=== Supplied records ===

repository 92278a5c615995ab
//! Hosted backend collaborators
//!
//! The sequencer only talks to these traits. [`SupabaseBackend`] implements all
//! three over HTTP; tests substitute in-memory fakes.

pub mod supabase;

pub use supabase::SupabaseBackend;

use async_trait::async_trait;
use serde::{Deserialize, Serialize};
use std::sync::Arc;
use thiserror::Error;

use crate::form::FileSelection;

/// Backend call errors
#[derive(Debug, Error)]
pub enum BackendError {
    #[error("Network error: {0}")]
    Network(String),

    #[error("API error {status}: {message}")]
    Api { status: u16, message: String },

    #[error("Parse error: {0}")]
    Parse(String),

    #[error("Invalid URL: {0}")]
    InvalidUrl(String),
}

/// Row inserted for a new song
#[derive(Debug, Clone, PartialEq, Eq, Serialize, Deserialize)]
pub struct NewSongRow {
    pub title: String,
    pub album: String,
    pub artist: String,
    pub genres: Vec<String>,
}

/// Row as returned by the row store
#[derive(Debug, Clone, PartialEq, Eq, Serialize, Deserialize)]
pub struct SongRow {
    pub id: i64,
    pub title: String,
    #[serde(default)]
    pub album: Option<String>,
    pub artist: String,
    #[serde(default)]
    pub genres: Vec<String>,
    #[serde(default)]
    pub song_url: Option<String>,
    #[serde(default)]
    pub cover_url: Option<String>,
}

/// Media URLs written back onto an inserted row
#[derive(Debug, Clone, Default, PartialEq, Eq, Serialize, Deserialize)]
pub struct SongUrlPatch {
    #[serde(skip_serializing_if = "Option::is_none")]
    pub song_url: Option<String>,
    #[serde(skip_serializing_if = "Option::is_none")]
    pub cover_url: Option<String>,
}

impl SongUrlPatch {
    pub fn is_empty(&self) -> bool {
        self.song_url.is_none() && self.cover_url.is_none()
    }
}

/// Short-lived URL permitting one write to `bucket/path`
#[derive(Debug, Clone, PartialEq, Eq)]
pub struct SignedUploadTarget {
    pub bucket: String,
    pub path: String,
    /// Absolute URL to `PUT` the content to
    pub url: String,
    pub token: Option<String>,
}

/// Upload progress callback, called with 0-100
pub type ProgressFn = Arc<dyn Fn(u8) + Send + Sync>;

/// OAuth sign-in
#[async_trait]
pub trait AuthProvider: Send + Sync {
    /// URL that begins OAuth sign-in with the named provider
    fn sign_in_url(&self, provider: &str, redirect_to: Option<&str>)
        -> Result<String, BackendError>;

    /// Use `token` (or the anonymous key when `None`) for later calls
    async fn set_access_token(&self, token: Option<String>);

    async fn has_session(&self) -> bool;
}

/// Relational row store
#[async_trait]
pub trait RowStore: Send + Sync {
    async fn insert(&self, table: &str, record: &NewSongRow) -> Result<SongRow, BackendError>;

    async fn update(&self, table: &str, patch: &SongUrlPatch, id: i64)
        -> Result<(), BackendError>;
}

/// Object storage
#[async_trait]
pub trait ObjectStore: Send + Sync {
    async fn create_signed_upload_target(
        &self,
        bucket: &str,
        path: &str,
    ) -> Result<SignedUploadTarget, BackendError>;

    /// Public URL of `bucket/path`; pure string construction
    fn public_url(&self, bucket: &str, path: &str) -> String;

    async fn upload(
        &self,
        target: &SignedUploadTarget,
        file: &FileSelection,
        progress: ProgressFn,
    ) -> Result<(), BackendError>;
}

/// Collaborators handed to the submission sequencer
#[derive(Clone)]
pub struct BackendContext {
    pub auth: Arc<dyn AuthProvider>,
    pub rows: Arc<dyn RowStore>,
    pub objects: Arc<dyn ObjectStore>,
}

impl BackendContext {
    pub fn new(
        auth: Arc<dyn AuthProvider>,
        rows: Arc<dyn RowStore>,
        objects: Arc<dyn ObjectStore>,
    ) -> Self {
        Self {
            auth,
            rows,
            objects,
        }
    }

    /// All three roles served by one [`SupabaseBackend`]
    pub fn supabase(backend: SupabaseBackend) -> Self {
        let backend = Arc::new(backend);
        Self {
            auth: backend.clone(),
            rows: backend.clone(),
            objects: backend,
        }
    }
}
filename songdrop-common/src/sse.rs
//! Server-Sent Events (SSE) utilities

use axum::response::sse::{Event, KeepAlive, Sse};
use futures::stream::Stream;
use std::convert::Infallible;
use std::time::Duration;
use tokio::sync::broadcast::error::RecvError;
use tracing::{debug, info, warn};

use crate::events::EventBus;

const HEARTBEAT_INTERVAL: Duration = Duration::from_secs(15);

/// Forward every event on `event_bus` to one SSE client
///
/// Sends an initial `ConnectionStatus` event, then one SSE event per bus
/// event (`event:` = [`SongdropEvent::event_type`](crate::SongdropEvent::event_type),
/// `data:` = JSON). A lagging client skips the dropped events and keeps going.
pub fn create_event_sse_stream(
    service_name: &'static str,
    event_bus: &EventBus,
) -> Sse<impl Stream<Item = Result<Event, Infallible>>> {
    info!("New SSE client connected to {} events", service_name);

    let mut rx = event_bus.subscribe();

    let stream = async_stream::stream! {
        yield Ok(Event::default()
            .event("ConnectionStatus")
            .data("connected"));

        loop {
            match rx.recv().await {
                Ok(event) => {
                    let event_type = event.event_type();
                    match serde_json::to_string(&event) {
                        Ok(event_json) => {
                            debug!("SSE: Broadcasting event: {}", event_type);
                            yield Ok(Event::default().event(event_type).data(event_json));
                        }
                        Err(e) => {
                            warn!("SSE: Failed to serialize event {}: {}", event_type, e);
                        }
                    }
                }
                Err(RecvError::Lagged(skipped)) => {
                    warn!("SSE: client lagged, skipped {} events", skipped);
                }
                Err(RecvError::Closed) => {
                    info!("SSE: event bus closed, ending {} stream", service_name);
                    break;
                }
            }
        }
    };

    Sse::new(stream).keep_alive(
        KeepAlive::new()
            .interval(HEARTBEAT_INTERVAL)
            .text("heartbeat"),
    )
}
//! Form State Holder
//!
//! Owns the in-memory draft for one form session: scalar fields, genre tags,
//! file selections, per-file upload progress and the submission-in-progress
//! flag. Nothing here is persisted.

mod draft;
mod files;
mod genres;
mod shared;

pub use draft::{Draft, DraftField, DEFAULT_ALBUM};
pub use files::{FileSelection, FileSummary, FALLBACK_CONTENT_TYPE};
pub use genres::{GenreList, GenreTag};
pub use shared::{SharedForm, SubmissionGuard};

use serde::Serialize;
use songdrop_common::FileSlot;
use std::collections::HashMap;

use crate::submission::SubmissionRequest;

/// Mutable state behind the form
#[derive(Debug, Clone, Default)]
pub struct FormState {
    draft: Draft,
    genres: GenreList,
    files: HashMap<FileSlot, FileSelection>,
    progress: HashMap<FileSlot, u8>,
    submitting: bool,
}

/// Serializable view of [`FormState`] (file payloads omitted)
#[derive(Debug, Clone, Serialize)]
pub struct FormSnapshot {
    pub draft: Draft,
    pub genres: Vec<GenreTag>,
    pub song: Option<FileSummary>,
    pub cover: Option<FileSummary>,
    pub song_progress: u8,
    pub cover_progress: u8,
    pub submitting: bool,
}

impl FormState {
    pub fn new() -> Self {
        Self::default()
    }

    pub fn draft(&self) -> &Draft {
        &self.draft
    }

    pub fn genres(&self) -> &GenreList {
        &self.genres
    }

    /// Replace one scalar in the draft
    pub fn update_field(&mut self, field: DraftField, value: String) {
        self.draft.set(field, value);
    }

    /// Add the pending genre text as a tag
    ///
    /// On success the pending text is cleared. Empty or duplicate text is a
    /// silent no-op that leaves the pending text as typed.
    pub fn add_genre(&mut self) -> Option<GenreTag> {
        let pending = self.draft.pending_genre.clone();
        self.add_genre_text(&pending)
    }

    /// Add `text` as a tag; same rules as [`FormState::add_genre`]
    pub fn add_genre_text(&mut self, text: &str) -> Option<GenreTag> {
        let added = self.genres.add(text).cloned();
        if added.is_some() {
            self.draft.pending_genre.clear();
        }
        added
    }

    /// Remove the tag with `id`; no-op if absent
    pub fn remove_genre(&mut self, id: u32) -> bool {
        self.genres.remove(id)
    }

    /// Replace the selection for `slot` and reset its progress
    pub fn select_file(&mut self, slot: FileSlot, selection: FileSelection) {
        self.files.insert(slot, selection);
        self.progress.insert(slot, 0);
    }

    pub fn clear_file(&mut self, slot: FileSlot) -> bool {
        self.progress.remove(&slot);
        self.files.remove(&slot).is_some()
    }

    pub fn file(&self, slot: FileSlot) -> Option<&FileSelection> {
        self.files.get(&slot)
    }

    /// Record upload progress, clamped to 100
    pub fn set_progress(&mut self, slot: FileSlot, percent: u8) {
        self.progress.insert(slot, percent.min(100));
    }

    pub fn progress(&self, slot: FileSlot) -> u8 {
        self.progress.get(&slot).copied().unwrap_or(0)
    }

    /// Raise the in-progress flag
    ///
    /// Returns `false` (and changes nothing) if a submission is already running.
    pub fn begin_submission(&mut self) -> bool {
        if self.submitting {
            return false;
        }
        self.submitting = true;
        for slot in FileSlot::ALL {
            if self.files.contains_key(&slot) {
                self.progress.insert(slot, 0);
            }
        }
        true
    }

    pub fn end_submission(&mut self) {
        self.submitting = false;
    }

    pub fn is_submitting(&self) -> bool {
        self.submitting
    }

    /// Return every field to its initial value
    ///
    /// The in-progress flag is left alone; it belongs to whoever raised it.
    pub fn reset(&mut self) {
        self.draft = Draft::default();
        self.genres.clear();
        self.files.clear();
        self.progress.clear();
    }

    /// Copy out what the submission sequencer needs
    pub fn submission_request(&self) -> SubmissionRequest {
        SubmissionRequest {
            draft: self.draft.clone(),
            genres: self.genres.titles(),
            song: self.files.get(&FileSlot::Song).cloned(),
            cover: self.files.get(&FileSlot::Cover).cloned(),
        }
    }

    pub fn snapshot(&self) -> FormSnapshot {
        FormSnapshot {
            draft: self.draft.clone(),
            genres: self.genres.tags().to_vec(),
            song: self.files.get(&FileSlot::Song).map(FileSelection::summary),
            cover: self.files.get(&FileSlot::Cover).map(FileSelection::summary),
            song_progress: self.progress(FileSlot::Song),
            cover_progress: self.progress(FileSlot::Cover),
            submitting: self.submitting,
        }
    }
}
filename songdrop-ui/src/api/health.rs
//! Health check endpoint

use axum::{extract::State, routing::get, Json, Router};
use serde::Serialize;

use crate::AppState;

/// Health check response
#[derive(Debug, Serialize)]
pub struct HealthResponse {
    pub status: String,
    pub module: String,
    pub version: String,
    pub uptime_seconds: i64,
    pub submitting: bool,
}

/// GET /health
pub async fn health_check(State(state): State<AppState>) -> Json<HealthResponse> {
    Json(HealthResponse {
        status: "ok".to_string(),
        module: "songdrop-ui".to_string(),
        version: env!("CARGO_PKG_VERSION").to_string(),
        uptime_seconds: (chrono::Utc::now() - state.startup_time).num_seconds(),
        submitting: state.form.read(|f| f.is_submitting()),
    })
}

/// Build health check routes
pub fn health_routes() -> Router<AppState> {
    Router::new().route("/health", get(health_check))
}
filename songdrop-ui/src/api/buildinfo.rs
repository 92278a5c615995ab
//! Build information API endpoint

use axum::response::Json;
use serde::Serialize;

/// Build information response
#[derive(Debug, Serialize)]
pub struct BuildInfo {
    pub version: String,
    pub git_hash: String,
    pub build_timestamp: String,
    pub build_profile: String,
}

/// GET /api/buildinfo
pub async fn get_build_info() -> Json<BuildInfo> {
    Json(BuildInfo {
        version: env!("CARGO_PKG_VERSION").to_string(),
        git_hash: env!("GIT_HASH").to_string(),
        build_timestamp: env!("BUILD_TIMESTAMP").to_string(),
        build_profile: env!("BUILD_PROFILE").to_string(),
    })
}
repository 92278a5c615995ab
//! Build script for songdrop-ui
//!
//! Exposes build identification to the binary as compile-time env vars,
//! read by the startup banner and `GET /api/buildinfo`:
//! - `GIT_HASH`: short commit hash, `unknown` outside a git checkout
//! - `BUILD_TIMESTAMP`: UTC, RFC 3339, whole seconds
//! - `BUILD_PROFILE`: cargo profile (debug/release)

use std::process::Command;

fn main() {
    let git_hash = Command::new("git")
        .args(["rev-parse", "--short=8", "HEAD"])
        .output()
        .ok()
        .and_then(|output| {
            if output.status.success() {
                String::from_utf8(output.stdout).ok()
            } else {
                None
            }
        })
        .map(|s| s.trim().to_string())
        .unwrap_or_else(|| "unknown".to_string());

    let build_timestamp = chrono::Utc::now().to_rfc3339_opts(chrono::SecondsFormat::Secs, true);

    // Set by cargo for build scripts
    let profile = std::env::var("PROFILE").unwrap_or_else(|_| "unknown".to_string());

    println!("cargo:rustc-env=GIT_HASH={}", git_hash);
    println!("cargo:rustc-env=BUILD_TIMESTAMP={}", build_timestamp);
    println!("cargo:rustc-env=BUILD_PROFILE={}", profile);

    // No rerun-if-changed directives: cargo reruns this on every build,
    // which keeps the hash and timestamp current.
}
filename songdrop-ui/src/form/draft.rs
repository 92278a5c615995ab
//! Draft: the scalar form fields

use serde::{Deserialize, Serialize};

/// Album used for a song that is not part of an album
pub const DEFAULT_ALBUM: &str = "Single";

/// In-progress, unsaved form data for one submission
#[derive(Debug, Clone, PartialEq, Eq, Serialize, Deserialize)]
pub struct Draft {
    pub title: String,
    pub album: String,
    pub artist: String,
    /// Text typed into the genre box but not yet added as a tag
    pub pending_genre: String,
}

impl Default for Draft {
    fn default() -> Self {
        Self {
            title: String::new(),
            album: DEFAULT_ALBUM.to_string(),
            artist: String::new(),
            pending_genre: String::new(),
        }
    }
}

/// Addressable scalar in a [`Draft`]
#[derive(Debug, Clone, Copy, PartialEq, Eq, Serialize, Deserialize)]
#[serde(rename_all = "snake_case")]
pub enum DraftField {
    Title,
    Album,
    Artist,
    PendingGenre,
}

impl Draft {
    /// Replace one field; no validation
    pub fn set(&mut self, field: DraftField, value: String) {
        match field {
            DraftField::Title => self.title = value,
            DraftField::Album => self.album = value,
            DraftField::Artist => self.artist = value,
            DraftField::PendingGenre => self.pending_genre = value,
        }
    }

    pub fn get(&self, field: DraftField) -> &str {
        match field {
            DraftField::Title => &self.title,
            DraftField::Album => &self.album,
            DraftField::Artist => &self.artist,
            DraftField::PendingGenre => &self.pending_genre,
        }
    }
}
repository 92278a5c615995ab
//! OAuth sign-in routes
//!
//! `/auth/signin` redirects the browser to the backend's authorize endpoint.
//! After sign-in the provider returns to the form page with the access token
//! in the URL fragment; the page posts it to `/auth/session`.

use axum::{
    extract::{Query, State},
    response::Redirect,
    routing::get,
    Json, Router,
};
use serde::{Deserialize, Serialize};
use tracing::info;

use crate::{
    error::{ApiError, ApiResult},
    AppState,
};

/// GET /auth/signin query
#[derive(Debug, Default, Deserialize)]
pub struct SignInQuery {
    /// Overrides the configured provider
    pub provider: Option<String>,
}

/// POST /auth/session request
#[derive(Debug, Deserialize)]
pub struct SessionRequest {
    /// `null` signs out
    pub access_token: Option<String>,
}

/// GET/POST /auth/session response
#[derive(Debug, Serialize)]
pub struct SessionResponse {
    pub signed_in: bool,
}

/// GET /auth/signin
pub async fn sign_in(
    State(state): State<AppState>,
    Query(query): Query<SignInQuery>,
) -> ApiResult<Redirect> {
    let provider = query
        .provider
        .filter(|p| !p.trim().is_empty())
        .unwrap_or_else(|| state.auth.provider.clone());

    let url = state
        .backend
        .auth
        .sign_in_url(&provider, state.auth.redirect_to.as_deref())?;

    info!(%provider, "Redirecting to OAuth sign-in");
    Ok(Redirect::to(&url))
}

/// GET /auth/session
pub async fn get_session(State(state): State<AppState>) -> Json<SessionResponse> {
    Json(SessionResponse {
        signed_in: state.backend.auth.has_session().await,
    })
}

/// POST /auth/session
pub async fn set_session(
    State(state): State<AppState>,
    Json(request): Json<SessionRequest>,
) -> ApiResult<Json<SessionResponse>> {
    let token = match request.access_token {
        Some(token) if token.trim().is_empty() => {
            return Err(ApiError::BadRequest("access_token must not be blank".to_string()))
        }
        other => other,
    };

    let signed_in = token.is_some();
    state.backend.auth.set_access_token(token).await;
    info!(signed_in, "Backend session updated");

    Ok(Json(SessionResponse { signed_in }))
}

pub fn auth_routes() -> Router<AppState> {
    Router::new()
        .route("/auth/signin", get(sign_in))
        .route("/auth/session", get(get_session).post(set_session))
}
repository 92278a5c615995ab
//! Tracing setup
//!
//! The subscriber is installed before the config file is read, so config
//! warnings reach the log. The `[logging] level` from the file is applied
//! afterwards through a reload handle, unless `RUST_LOG` is set.

use tracing::warn;
use tracing_subscriber::{fmt, prelude::*, reload, EnvFilter, Registry};

/// Filter used until the config file has been read
pub const DEFAULT_LOG_LEVEL: &str = "info";

/// Swaps the active filter once the configured level is known
pub struct LogFilterHandle {
    handle: reload::Handle<EnvFilter, Registry>,
    /// `RUST_LOG` was set and takes priority over the config file
    from_env: bool,
}

impl LogFilterHandle {
    /// Apply the configured filter directive
    ///
    /// Returns whether the filter changed. `RUST_LOG` wins over the config
    /// file; an unparseable directive is logged and ignored.
    pub fn apply_config_level(&self, level: &str) -> bool {
        if self.from_env {
            return false;
        }

        let filter = match EnvFilter::try_new(level) {
            Ok(filter) => filter,
            Err(e) => {
                warn!("Ignoring invalid [logging] level '{}': {}", level, e);
                return false;
            }
        };
        match self.handle.reload(filter) {
            Ok(()) => true,
            Err(e) => {
                warn!("Could not apply [logging] level '{}': {}", level, e);
                false
            }
        }
    }

    /// Current filter directive
    pub fn current(&self) -> Option<String> {
        self.handle.with_current(|filter| filter.to_string()).ok()
    }
}

fn reloadable(
    filter: EnvFilter,
    from_env: bool,
) -> (reload::Layer<EnvFilter, Registry>, LogFilterHandle) {
    let (layer, handle) = reload::Layer::new(filter);
    (layer, LogFilterHandle { handle, from_env })
}

/// Install the global subscriber: `RUST_LOG` if set, else [`DEFAULT_LOG_LEVEL`]
pub fn init_tracing() -> LogFilterHandle {
    let (filter, from_env) = match EnvFilter::try_from_default_env() {
        Ok(filter) => (filter, true),
        Err(_) => (EnvFilter::new(DEFAULT_LOG_LEVEL), false),
    };
    let (filter_layer, handle) = reloadable(filter, from_env);

    tracing_subscriber::registry()
        .with(filter_layer)
        .with(fmt::layer())
        .init();

    handle
}
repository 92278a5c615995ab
//! Common error types for songdrop

use thiserror::Error;

/// Common result type for songdrop operations
pub type Result<T> = std::result::Result<T, Error>;

/// Common error types shared by songdrop crates
#[derive(Error, Debug)]
pub enum Error {
    /// Configuration loading or validation error
    #[error("Configuration error: {0}")]
    Config(String),
}
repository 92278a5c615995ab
//! Shared handle to the form state

use std::sync::{Arc, PoisonError, RwLock};

use super::FormState;

/// Cloneable handle to the single [`FormState`]
///
/// The lock is synchronous and only held inside the closures passed to
/// [`SharedForm::read`] and [`SharedForm::write`], never across an `.await`.
#[derive(Clone, Default)]
pub struct SharedForm {
    inner: Arc<RwLock<FormState>>,
}

impl SharedForm {
    pub fn new(form: FormState) -> Self {
        Self {
            inner: Arc::new(RwLock::new(form)),
        }
    }

    pub fn read<R>(&self, f: impl FnOnce(&FormState) -> R) -> R {
        let guard = self.inner.read().unwrap_or_else(PoisonError::into_inner);
        f(&guard)
    }

    pub fn write<R>(&self, f: impl FnOnce(&mut FormState) -> R) -> R {
        let mut guard = self.inner.write().unwrap_or_else(PoisonError::into_inner);
        f(&mut guard)
    }
}

/// Clears the in-progress flag when dropped
///
/// Holding one for the lifetime of a submission task guarantees the flag is
/// lowered on every exit path, panics included.
pub struct SubmissionGuard {
    form: SharedForm,
}

impl SubmissionGuard {
    /// Raise the flag; `None` if a submission is already running
    pub fn acquire(form: &SharedForm) -> Option<Self> {
        if form.write(|f| f.begin_submission()) {
            Some(Self { form: form.clone() })
        } else {
            None
        }
    }
}

impl Drop for SubmissionGuard {
    fn drop(&mut self) {
        self.form.write(|f| f.end_submission());
    }
}
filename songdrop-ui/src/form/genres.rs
//! Genre tag list with duplicate suppression

use serde::{Deserialize, Serialize};

/// A locally deduplicated genre label
#[derive(Debug, Clone, PartialEq, Eq, Serialize, Deserialize)]
pub struct GenreTag {
    pub id: u32,
    pub title: String,
}

/// Ordered genre tags
///
/// Invariant: no two tags share a `title` (case-sensitive). Ids come from a
/// counter that only moves forward, so removing a tag and adding another
/// never produces a duplicate id.
#[derive(Debug, Clone, Default)]
pub struct GenreList {
    tags: Vec<GenreTag>,
    last_id: u32,
}

impl GenreList {
    pub fn new() -> Self {
        Self::default()
    }

    /// Append `text` (trimmed) as a new tag
    ///
    /// Returns `None` without changing the list when the trimmed text is empty
    /// or already present.
    pub fn add(&mut self, text: &str) -> Option<&GenreTag> {
        let title = text.trim();
        if title.is_empty() || self.contains(title) {
            return None;
        }

        self.last_id += 1;
        self.tags.push(GenreTag {
            id: self.last_id,
            title: title.to_string(),
        });
        self.tags.last()
    }

    /// Remove the tag with `id`; returns whether one was removed
    pub fn remove(&mut self, id: u32) -> bool {
        let before = self.tags.len();
        self.tags.retain(|tag| tag.id != id);
        self.tags.len() != before
    }

    pub fn contains(&self, title: &str) -> bool {
        self.tags.iter().any(|tag| tag.title == title)
    }

    pub fn tags(&self) -> &[GenreTag] {
        &self.tags
    }

    /// Titles in insertion order, as stored remotely
    pub fn titles(&self) -> Vec<String> {
        self.tags.iter().map(|tag| tag.title.clone()).collect()
    }

    pub fn len(&self) -> usize {
        self.tags.len()
    }

    pub fn is_empty(&self) -> bool {
        self.tags.is_empty()
    }

    /// Drop all tags and restart ids at 1
    pub fn clear(&mut self) {
        self.tags.clear();
        self.last_id = 0;
    }
}

#[cfg(test)]
mod tests {
    use super::*;
    use std::collections::HashSet;

    fn list_of(titles: &[&str]) -> GenreList {
        let mut list = GenreList::new();
        for title in titles {
            list.add(title);
        }
        list
    }

    #[test]
    fn test_duplicate_add_is_noop() {
        let mut list = GenreList::new();
        assert!(list.add("lofi").is_some());
        assert!(list.add("lofi").is_none());

        assert_eq!(
            list.tags(),
            &[GenreTag {
                id: 1,
                title: "lofi".to_string()
            }]
        );
    }

    #[test]
    fn test_blank_add_is_noop() {
        let mut list = list_of(&["rock"]);
        assert!(list.add("").is_none());
        assert!(list.add("   ").is_none());
        assert!(list.add("\t\n").is_none());
        assert_eq!(list.len(), 1);
    }

    #[test]
    fn test_add_trims_and_compares_trimmed() {
        let mut list = GenreList::new();
        assert_eq!(list.add("  jazz ").unwrap().title, "jazz");
        assert!(list.add("jazz  ").is_none());
        assert_eq!(list.len(), 1);
    }

    #[test]
    fn test_duplicates_are_case_sensitive() {
        let list = list_of(&["Pop", "pop", "POP"]);
        assert_eq!(list.titles(), vec!["Pop", "pop", "POP"]);
    }

    #[test]
    fn test_remove_present_id() {
        let mut list = list_of(&["a", "b"]);
        assert!(list.remove(1));
        assert_eq!(
            list.tags(),
            &[GenreTag {
                id: 2,
                title: "b".to_string()
            }]
        );
    }

    #[test]
    fn test_remove_absent_id_leaves_list_unchanged() {
        let mut list = list_of(&["a", "b"]);
        let before = list.tags().to_vec();
        assert!(!list.remove(7));
        assert_eq!(list.tags(), before.as_slice());
    }

    #[test]
    fn test_ids_not_reused_after_middle_removal() {
        let mut list = list_of(&["a", "b", "c"]);
        list.remove(2);
        list.add("d");

        let ids: Vec<u32> = list.tags().iter().map(|t| t.id).collect();
        assert_eq!(ids, vec![1, 3, 4]);
    }

    #[test]
    fn test_removed_title_can_be_added_again() {
        let mut list = list_of(&["a"]);
        list.remove(1);
        let tag = list.add("a").unwrap();
        assert_eq!(tag.id, 2);
    }

    #[test]
    fn test_clear_restarts_ids() {
        let mut list = list_of(&["a", "b"]);
        list.clear();
        assert!(list.is_empty());
        assert_eq!(list.add("c").unwrap().id, 1);
    }

    #[test]
    fn test_arbitrary_sequences_keep_titles_and_ids_unique() {
        let inputs = [
            "rock", "rock ", "Rock", "", "jazz", "  ", "rock", "blues", "jazz", "lofi",
        ];
        let mut list = GenreList::new();
        for (i, input) in inputs.iter().enumerate() {
            list.add(input);
            if i % 3 == 2 {
                let first = list.tags().first().map(|t| t.id);
                if let Some(id) = first {
                    list.remove(id);
                }
            }

            let titles: HashSet<&str> = list.tags().iter().map(|t| t.title.as_str()).collect();
            let ids: HashSet<u32> = list.tags().iter().map(|t| t.id).collect();
            assert_eq!(titles.len(), list.len());
            assert_eq!(ids.len(), list.len());
        }
    }
}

=== What is expected ===
What belongs in the answer is each line from the listing above that contains "BackendContext".

=== Answer to the exercise ===
pub struct BackendContext {
impl BackendContext {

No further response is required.